Kartotherian is currently being blubberized and soon we should be able to start creating a new chart/deployment for it on Wikikube. Kartotherian will run on nodejs-20 and Bookworm, see T327396
The current pain points that I see are related to load balancing, more specifically:
- We have two LVS services, kartotherian (plaintext, port 6533) and karotherian-ssl (TLS, port 443), but one LVS/discovery endpoint kartotherian.discovery.wmnet.
- The maps.wikimedia.org domain points directly to the 443 port, using TLS.
- On mapsXXXX we have nginx serving traffic for port 443, and kartotherian (nodejs) serving port 6533. Afaics the nginx config is mostly about TLS and performance, and it just proxies to port 6533.
The first question that I have is why do we need both, since ideally all clients should just use TLS. The second is more about what to do for the migration bare-metal -> k8s, since we'll not be able to use port 443 on k8s. This is what we did with Thumbor, when moving it from bare metal to Wikikube:
- Deploy Thumbor on Wikikube, making it to listen on the same port as its bare metal cousin.
- Add Wikikube workers behing the Thumbor LVS endpoint (initially depooled, to sit side-by-side with bare metal nodes).
- Slowly enable some Wikikube workers to serve Thumbor prod traffic from K8s, and measure their issues/performances/etc..
- Eventually leave only Wikikube workers pooled, and remove all bare metal hosts.
Due to the 443 port we cannot easily do this, so this is my idea:
- We add another listen 6543 to the Kartotherian's nginx config, so that the bare metal hosts will also serve TLS traffic from that port. It should be easy enough to do, but I need to verify that it works as expected.
- We create a new Puppet load balanced service called kartotherian-k8s-ssl. We use the same IP Addresses of the other kartotherian LVS services, just with a new port 6543 (port number just randomly picked up, not used in puppet's servive.yaml yet). In theory it shouldn't require any pybal config/restart, just updated settings in puppet for monitoring etc..
- Since we haven't created a new LVS IP etc.., the bare metal hosts should be pooled and ready to go.
- When we are comfortable, we move the ATS config (CDN) of maps.wikimedia.org to the new port.
- Then we deploy Kartotherian to K8s, with nodePort 6543 and 6533. When we are done, we should have happy pods running on Wikikube serving TLS traffic via Mesh (so nginx not needed at this point) from 6543 and plaintext traffic from 6533 (assuming that we'll still need it).
- At this point, we should be able to pool Wikikube workers in the Kartotherian LVS service.

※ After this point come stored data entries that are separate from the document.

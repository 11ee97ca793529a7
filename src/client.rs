//! REST client facade for the control plane.
//!
//! One method per externally observable operation. Every method validates
//! its arguments before any request is issued; a validation failure
//! produces [`FlowError::InvalidArgument`] and performs no state mutation.
//!
//! Endpoint URIs come from a fixed [`Endpoints`] table built and validated
//! once at construction, rather than being resolved per call.

use std::collections::BTreeMap;
use std::time::Duration;

use reqwest::{Client, StatusCode};
use serde::Deserialize;

use crate::error::{FlowError, FlowResult};
use crate::types::BatchReport;

/// Fixed table of endpoint templates, validated once at construction.
#[derive(Debug, Clone)]
pub struct Endpoints {
    base: String,
}

impl Endpoints {
    /// Build the endpoint table for a control plane base URL.
    ///
    /// The URL is parsed eagerly so malformed configuration fails here, not
    /// on first use.
    pub fn new(base_url: &str) -> FlowResult<Self> {
        let parsed = reqwest::Url::parse(base_url)
            .map_err(|e| FlowError::Config(format!("invalid base URL '{base_url}': {e}")))?;
        if !matches!(parsed.scheme(), "http" | "https") {
            return Err(FlowError::Config(format!(
                "unsupported URL scheme '{}'",
                parsed.scheme()
            )));
        }

        Ok(Self {
            base: base_url.trim_end_matches('/').to_owned(),
        })
    }

    fn streams(&self) -> String {
        format!("{}/streams", self.base)
    }

    fn streams_paged(&self, size: u32) -> String {
        format!("{}/streams?size={size}", self.base)
    }

    fn stream(&self, name: &str) -> String {
        format!("{}/streams/{name}", self.base)
    }

    fn deployments(&self) -> String {
        format!("{}/deployments", self.base)
    }

    fn deployment(&self, name: &str) -> String {
        format!("{}/deployments/{name}", self.base)
    }

    fn update(&self, name: &str) -> String {
        format!("{}/deployments/update/{name}", self.base)
    }

    fn rollback(&self, name: &str, version: u64) -> String {
        format!("{}/deployments/rollback/{name}/{version}", self.base)
    }

    fn manifest(&self, name: &str, version: Option<u64>) -> String {
        match version {
            Some(version) => format!("{}/deployments/manifest/{name}/{version}", self.base),
            None => format!("{}/deployments/manifest/{name}", self.base),
        }
    }

    fn history(&self, name: &str, max_revisions: Option<usize>) -> String {
        match max_revisions {
            Some(max) => format!("{}/deployments/history/{name}/{max}", self.base),
            None => format!("{}/deployments/history/{name}", self.base),
        }
    }
}

/// A stream definition as returned by the control plane.
#[derive(Debug, Clone, Deserialize)]
pub struct StreamDefinitionResource {
    /// Stream name.
    pub name: String,
    /// DSL pipeline description.
    pub definition: String,
    /// Creation timestamp.
    pub created_at: String,
}

/// A paged stream listing.
#[derive(Debug, Clone, Deserialize)]
pub struct StreamPage {
    /// Definitions in stable insertion order.
    pub items: Vec<StreamDefinitionResource>,
    /// Total number of defined streams.
    pub total: u64,
}

/// A release as returned by the control plane.
#[derive(Debug, Clone, Deserialize)]
pub struct ReleaseResource {
    /// Owning stream name.
    pub stream: String,
    /// Release version.
    pub version: u64,
    /// Deployed package as `name:version`.
    pub package: String,
    /// Properties in effect at this version.
    pub properties: BTreeMap<String, String>,
    /// Creation timestamp.
    pub created_at: String,
}

/// Client for the stream operations of the control plane.
#[derive(Debug, Clone)]
pub struct StreamClient {
    client: Client,
    endpoints: Endpoints,
}

impl StreamClient {
    /// Default page size requested by [`StreamClient::list`].
    pub const DEFAULT_PAGE_SIZE: u32 = 2000;

    /// Create a new client for the given control plane base URL.
    pub fn new(base_url: &str) -> FlowResult<Self> {
        let client = Client::builder()
            .timeout(Duration::from_secs(30))
            .build()
            .map_err(FlowError::Http)?;

        Ok(Self {
            client,
            endpoints: Endpoints::new(base_url)?,
        })
    }

    /// Create a new stream definition, optionally deploying it.
    pub async fn create_stream(
        &self,
        name: &str,
        definition: &str,
        deploy: bool,
    ) -> FlowResult<StreamDefinitionResource> {
        require_text(name, "create", "stream name")?;
        require_text(definition, "create", "stream definition")?;

        let body = serde_json::json!({
            "name": name,
            "definition": definition,
            "deploy": deploy,
        });

        let response = self
            .client
            .post(self.endpoints.streams())
            .json(&body)
            .send()
            .await?;
        json_or_error(response, name, "create").await
    }

    /// List stream definitions.
    pub async fn list(&self) -> FlowResult<StreamPage> {
        let response = self
            .client
            .get(self.endpoints.streams_paged(Self::DEFAULT_PAGE_SIZE))
            .send()
            .await?;
        json_or_error(response, "*", "list").await
    }

    /// Get a stream definition by name.
    pub async fn get_stream_definition(&self, name: &str) -> FlowResult<StreamDefinitionResource> {
        require_text(name, "get", "stream name")?;

        let response = self.client.get(self.endpoints.stream(name)).send().await?;
        json_or_error(response, name, "get").await
    }

    /// Deploy a stream with the given properties.
    pub async fn deploy(
        &self,
        name: &str,
        properties: &BTreeMap<String, String>,
    ) -> FlowResult<ReleaseResource> {
        require_text(name, "deploy", "stream name")?;

        let body = serde_json::json!({ "properties": properties });
        let response = self
            .client
            .post(self.endpoints.deployment(name))
            .json(&body)
            .send()
            .await?;
        json_or_error(response, name, "deploy").await
    }

    /// Undeploy a stream. Idempotent.
    pub async fn undeploy(&self, name: &str) -> FlowResult<()> {
        require_text(name, "undeploy", "stream name")?;

        let response = self
            .client
            .delete(self.endpoints.deployment(name))
            .send()
            .await?;
        unit_or_error(response, name, "undeploy").await
    }

    /// Undeploy every stream, best effort.
    pub async fn undeploy_all(&self) -> FlowResult<BatchReport> {
        let response = self
            .client
            .delete(self.endpoints.deployments())
            .send()
            .await?;
        json_or_error(response, "*", "undeploy_all").await
    }

    /// Destroy a stream.
    pub async fn destroy(&self, name: &str) -> FlowResult<()> {
        require_text(name, "destroy", "stream name")?;

        let response = self
            .client
            .delete(self.endpoints.stream(name))
            .send()
            .await?;
        unit_or_error(response, name, "destroy").await
    }

    /// Destroy every stream, best effort.
    pub async fn destroy_all(&self) -> FlowResult<BatchReport> {
        let response = self.client.delete(self.endpoints.streams()).send().await?;
        json_or_error(response, "*", "destroy_all").await
    }

    /// Update a deployed stream to a new package.
    pub async fn update_stream(
        &self,
        name: &str,
        release_name: &str,
        package_identifier: &str,
        properties: &BTreeMap<String, String>,
    ) -> FlowResult<ReleaseResource> {
        require_text(name, "update", "stream name")?;
        require_text(release_name, "update", "release name")?;
        require_text(package_identifier, "update", "package identifier")?;

        let body = serde_json::json!({
            "release_name": release_name,
            "package_identifier": package_identifier,
            "properties": properties,
        });

        let response = self
            .client
            .post(self.endpoints.update(name))
            .json(&body)
            .send()
            .await?;
        json_or_error(response, name, "update").await
    }

    /// Roll a stream back to an earlier release.
    pub async fn rollback_stream(&self, name: &str, version: u64) -> FlowResult<ReleaseResource> {
        require_text(name, "rollback", "stream name")?;

        let response = self
            .client
            .post(self.endpoints.rollback(name, version))
            .send()
            .await?;
        json_or_error(response, name, "rollback").await
    }

    /// Get the manifest for a release. `None` selects the latest.
    pub async fn get_manifest(&self, name: &str, version: Option<u64>) -> FlowResult<String> {
        require_text(name, "manifest", "stream name")?;

        let response = self
            .client
            .get(self.endpoints.manifest(name, version))
            .send()
            .await?;

        if !response.status().is_success() {
            return Err(status_error(response.status(), name, "manifest"));
        }
        Ok(response.text().await?)
    }

    /// Get the release history for a stream, most recent first.
    pub async fn history(
        &self,
        name: &str,
        max_revisions: Option<usize>,
    ) -> FlowResult<Vec<ReleaseResource>> {
        require_text(name, "history", "stream name")?;

        let response = self
            .client
            .get(self.endpoints.history(name, max_revisions))
            .send()
            .await?;
        json_or_error(response, name, "history").await
    }
}

fn require_text(value: &str, operation: &'static str, what: &str) -> FlowResult<()> {
    if value.trim().is_empty() {
        return Err(FlowError::invalid_argument(
            operation,
            format!("{what} cannot be empty"),
        ));
    }
    Ok(())
}

fn status_error(status: StatusCode, stream: &str, operation: &'static str) -> FlowError {
    match status {
        StatusCode::NOT_FOUND => FlowError::StreamNotFound {
            stream: stream.to_owned(),
            operation,
        },
        StatusCode::CONFLICT => FlowError::conflict(stream, operation, "rejected by control plane"),
        _ => FlowError::backend(format!("{operation} on {stream} failed: {status}")),
    }
}

async fn json_or_error<T: serde::de::DeserializeOwned>(
    response: reqwest::Response,
    stream: &str,
    operation: &'static str,
) -> FlowResult<T> {
    if !response.status().is_success() {
        return Err(status_error(response.status(), stream, operation));
    }
    response.json().await.map_err(FlowError::Http)
}

async fn unit_or_error(
    response: reqwest::Response,
    stream: &str,
    operation: &'static str,
) -> FlowResult<()> {
    if !response.status().is_success() {
        return Err(status_error(response.status(), stream, operation));
    }
    Ok(())
}

#[cfg(test)]
mod tests {
    use super::*;

    #[test]
    fn endpoints_reject_bad_urls() {
        assert!(Endpoints::new("not a url").is_err());
        assert!(Endpoints::new("ftp://example.com").is_err());
        assert!(Endpoints::new("http://localhost:9393").is_ok());
    }

    #[test]
    fn endpoints_expand_templates() {
        let endpoints = Endpoints::new("http://localhost:9393/").unwrap();
        assert_eq!(endpoints.streams(), "http://localhost:9393/streams");
        assert_eq!(
            endpoints.stream("ticker"),
            "http://localhost:9393/streams/ticker"
        );
        assert_eq!(
            endpoints.rollback("ticker", 2),
            "http://localhost:9393/deployments/rollback/ticker/2"
        );
        assert_eq!(
            endpoints.manifest("ticker", None),
            "http://localhost:9393/deployments/manifest/ticker"
        );
        assert_eq!(
            endpoints.manifest("ticker", Some(3)),
            "http://localhost:9393/deployments/manifest/ticker/3"
        );
        assert_eq!(
            endpoints.history("ticker", Some(5)),
            "http://localhost:9393/deployments/history/ticker/5"
        );
    }

    #[tokio::test]
    async fn validation_failures_do_not_issue_requests() {
        // The base URL points nowhere; if validation did not short-circuit,
        // these calls would error with a connection failure instead of
        // InvalidArgument.
        let client = StreamClient::new("http://127.0.0.1:1").unwrap();

        let result = client.create_stream("", "time | log", false).await;
        assert!(matches!(result, Err(FlowError::InvalidArgument { .. })));

        let result = client.create_stream("ticker", "", false).await;
        assert!(matches!(result, Err(FlowError::InvalidArgument { .. })));

        let result = client.deploy("", &BTreeMap::new()).await;
        assert!(matches!(result, Err(FlowError::InvalidArgument { .. })));

        let result = client
            .update_stream("ticker", "", "app:2.0.0", &BTreeMap::new())
            .await;
        assert!(matches!(result, Err(FlowError::InvalidArgument { .. })));

        let result = client
            .update_stream("ticker", "ticker", " ", &BTreeMap::new())
            .await;
        assert!(matches!(result, Err(FlowError::InvalidArgument { .. })));

        let result = client.rollback_stream("", 1).await;
        assert!(matches!(result, Err(FlowError::InvalidArgument { .. })));

        let result = client.get_manifest(" ", None).await;
        assert!(matches!(result, Err(FlowError::InvalidArgument { .. })));

        let result = client.history("", None).await;
        assert!(matches!(result, Err(FlowError::InvalidArgument { .. })));
    }
}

We should be able to add just a few of them, not the entire fleet, since kube-proxy should route the traffic for nodePorts 6543/6533 correctly to the Wikikube workers running the kartotherian pods.
- Once ready, we pool the first Wikikube worker and then we observe how well the k8s pods behave.
- Slowly over time, we pool all Wikikube workers and we depool gradually the bare metal nodes.
- Bare metal nodes not used anymore for prod traffic, undeploy kartotherian from them.
Not sure if I have missed anything important, please lemme know your thoughts!